TRY IT – Take the listing below and print exactly the lines starting at the line containing "renderer in a run." and ending at the line containing "configured order, restricted", both ends included, and no others.

EXTRACTED RECORDS –
use crate::error::{ExportError, Result};
use crate::projector::{ColumnOrder, ProjectedItem};
use crate::renderer::{require_records, value_to_cell, ExportFormat, Renderer};
use rust_xlsxwriter::Workbook;
use serde_json::Value;
use std::path::Path;

/// Spreadsheet output: one worksheet, display-name header row, then data
/// rows. Numbers and booleans become native typed cells; everything else is
/// written as a string.
pub struct ExcelRenderer;

impl Renderer for ExcelRenderer {
    fn format(&self) -> ExportFormat {
        ExportFormat::Excel
    }

    fn render(&self, columns: &ColumnOrder, items: &[ProjectedItem], path: &Path) -> Result<()> {
        require_records(self.format(), items)?;

        let mut workbook = Workbook::new();
        let worksheet = workbook.add_worksheet();

        for (col, name) in columns.display_names().iter().enumerate() {
            worksheet
                .write_string(0, col as u16, *name)
                .map_err(|e| ExportError::render(self.format().name(), e.to_string()))?;
        }

        for (row, item) in items.iter().enumerate() {
            let row = (row + 1) as u32;
            for (col, key) in columns.keys().iter().enumerate() {
                let col = col as u16;
                let value = item.get(key).unwrap_or(&Value::Null);

                let write_result = match value {
                    Value::Number(number) if number.as_f64().is_some() => worksheet
                        .write_number(row, col, number.as_f64().unwrap_or(0.0)),
                    Value::Bool(flag) => worksheet.write_boolean(row, col, *flag),
                    other => worksheet.write_string(row, col, value_to_cell(other)),
                };
                write_result
                    .map_err(|e| ExportError::render(self.format().name(), e.to_string()))?;
            }
        }

        workbook
            .save(path)
            .map_err(|e| ExportError::render(self.format().name(), e.to_string()))?;

        Ok(())
    }
}
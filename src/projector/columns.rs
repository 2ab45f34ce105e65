use crate::projector::project::ProjectedItem;
use std::collections::{BTreeMap, BTreeSet};

/// Deterministic column ordering shared by every tabular renderer in a run.
///
/// Derived once per export from the union of keys across all projected items:
/// configured primary fields come first, in their configured order, restricted
/// to keys actually present; the remainder follows lexicographically. Each key
/// carries a display name from the header remapping table, falling back to
/// the raw path.
#[derive(Debug, Clone)]
pub struct ColumnOrder {
    keys: Vec<String>,
    display: BTreeMap<String, String>,
}

impl ColumnOrder {
    pub fn derive(
        items: &[ProjectedItem],
        primary_fields: &[String],
        headers: &BTreeMap<String, String>,
    ) -> Self {
        let mut remaining: BTreeSet<String> = items
            .iter()
            .flat_map(|item| item.keys().cloned())
            .collect();

        let mut keys = Vec::with_capacity(remaining.len());

        for primary in primary_fields {
            if remaining.remove(primary) {
                keys.push(primary.clone());
            }
        }

        // BTreeSet iteration is already lexicographic.
        keys.extend(remaining);

        let display = keys
            .iter()
            .map(|key| {
                let name = headers.get(key).cloned().unwrap_or_else(|| key.clone());
                (key.clone(), name)
            })
            .collect();

        Self { keys, display }
    }

    pub fn keys(&self) -> &[String] {
        &self.keys
    }

    pub fn display_name<'a>(&'a self, key: &'a str) -> &'a str {
        self.display.get(key).map(String::as_str).unwrap_or(key)
    }

    pub fn display_names(&self) -> Vec<&str> {
        self.keys.iter().map(|key| self.display_name(key)).collect()
    }

    pub fn len(&self) -> usize {
        self.keys.len()
    }

    pub fn is_empty(&self) -> bool {
        self.keys.is_empty()
    }
}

RESPONSE FOR THIS EXERCISE –
/// Deterministic column ordering shared by every tabular renderer in a run.
///
/// Derived once per export from the union of keys across all projected items:
/// configured primary fields come first, in their configured order, restricted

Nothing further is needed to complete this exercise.